National Highway 1 or National Road No.1 (10001) is one of the national highways of Cambodia. With a length of , it connects the capital of Phnom Penh, through Prey Veng Province, with Bavet, Svay Rieng Province on the border with Vietnam, and continues in Vietnam as the QL22 Highway to Ho Chi Minh City in the south east. In Phnom Penh the road converges with National Highway 2 near Monivong Bridge  and National Highway 5 at Stat Chas Circle Garden, near the French Embassy.

History
Originally constructed during French colonial times, National Highway 1 is an important link from Phnom Penh to Ho Chi Minh City, formerly Saigon. The road was partly destroyed by carpet bombing by the US in the early 1970s. In 1981, Cambodia opened a newly repaired section of National Highway 1 to the Vietnamese border.

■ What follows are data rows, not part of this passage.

//! # Alert text
//! Builds the single-line message used both for push notifications and for
//! the outcome log lines:
//!
//! `<time> (<label>) <phrase>: <source> <miles> mi [<dir>] [(<radio>)] [(<comment>)] [- <license>]`

use std::fmt;

use chrono::{DateTime, Utc};
use once_cell::sync::OnceCell;
use regex::Regex;

use crate::config::WatchTarget;
use crate::geo::Proximity;
use crate::ingest::Report;

/// What happened to a report for one target.
#[derive(Debug, Clone, Copy, PartialEq, Eq)]
pub enum Phrase<'a> {
    /// Sent through the inclusion pipeline.
    Beacon,
    /// Sent through the proximity pipeline.
    NearbyBeacon,
    Excluded,
    Duplicate,
    /// In the target's bucket but not under its threshold.
    BelowThreshold { bucket: &'a str },
}

impl fmt::Display for Phrase<'_> {
    fn fmt(&self, f: &mut fmt::Formatter<'_>) -> fmt::Result {
        match self {
            Phrase::Beacon => f.write_str("Beacon"),
            Phrase::NearbyBeacon => f.write_str("Nearby beacon"),
            Phrase::Excluded => f.write_str("Excluded beacon"),
            Phrase::Duplicate => f.write_str("Duplicate beacon"),
            Phrase::BelowThreshold { bucket } => {
                write!(f, "Nearby beacon in {bucket} but not close enough to notify")
            }
        }
    }
}

/// Everything needed to render one alert line.
#[derive(Debug, Clone, Copy)]
pub struct Alert<'a> {
    pub target: &'a WatchTarget,
    pub report: &'a Report,
    pub proximity: Proximity,
    pub phrase: Phrase<'a>,
    pub license: Option<&'a str>,
}

impl Alert<'_> {
    pub fn render(&self, now: DateTime<Utc>) -> String {
        let time = now
            .with_timezone(&self.target.tz())
            .format("%Y-%m-%d %H:%M:%S %Z");

        let direction = self
            .proximity
            .bearing
            .map(|b| b.as_str())
            .unwrap_or_default();
        let radio = annotation(self.report.radio.as_deref());
        let comment = annotation(self.report.comment.as_deref());
        let license = self
            .license
            .map(str::trim)
            .filter(|l| !l.is_empty())
            .map(|l| format!("- {l}"))
            .unwrap_or_default();

        let line = format!(
            "{time} ({label}) {phrase}: {source} {miles:.1} mi {direction} {radio} {comment} {license}",
            label = self.target.label,
            phrase = self.phrase,
            source = self.report.source_id(),
            miles = self.proximity.rounded_miles(),
        );
        collapse_whitespace(&line)
    }
}

/// `(text)` for non-blank input, empty otherwise.
fn annotation(text: Option<&str>) -> String {
    match text.map(str::trim) {
        Some(t) if !t.is_empty() => format!("({t})"),
        _ => String::new(),
    }
}

/// Collapse runs of whitespace into single spaces and trim the ends.
pub fn collapse_whitespace(s: &str) -> String {
    static RE_WS: OnceCell<Regex> = OnceCell::new();
    let re_ws = RE_WS.get_or_init(|| Regex::new(r"\s+").expect("whitespace regex"));
    re_ws.replace_all(s, " ").trim().to_string()
}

In April 2015, Tsubasa Bridge (also known as the Neak Loeung Bridge), a 2.2 km cable-stayed bridge with a single carriageway road, was opened replacing the ferry crossing service which was required to cross the Mekong River on National Road 1. It remains the longest bridge across the Mekong River in Cambodia. The bridge was built with assistance from the Japanese government totaling approximately $127 million US dollars.

Route
The NH 1 starts in Phnom Penh, the capital of Cambodia, where it joins the National Highway 5 at Stat Chas Circle Garden, near the French Embassy. In the city it crosses National Highway 2, which leads south. The road crosses the Bassac River via a double bridge. There is a three-lane section here, the rest of the route is single-lane. The NH 1 then runs southeast and parallels the Mekong. At Neak Loeung it crosses the Mekong over the Tsubasa Bridge into Prey Veng Province.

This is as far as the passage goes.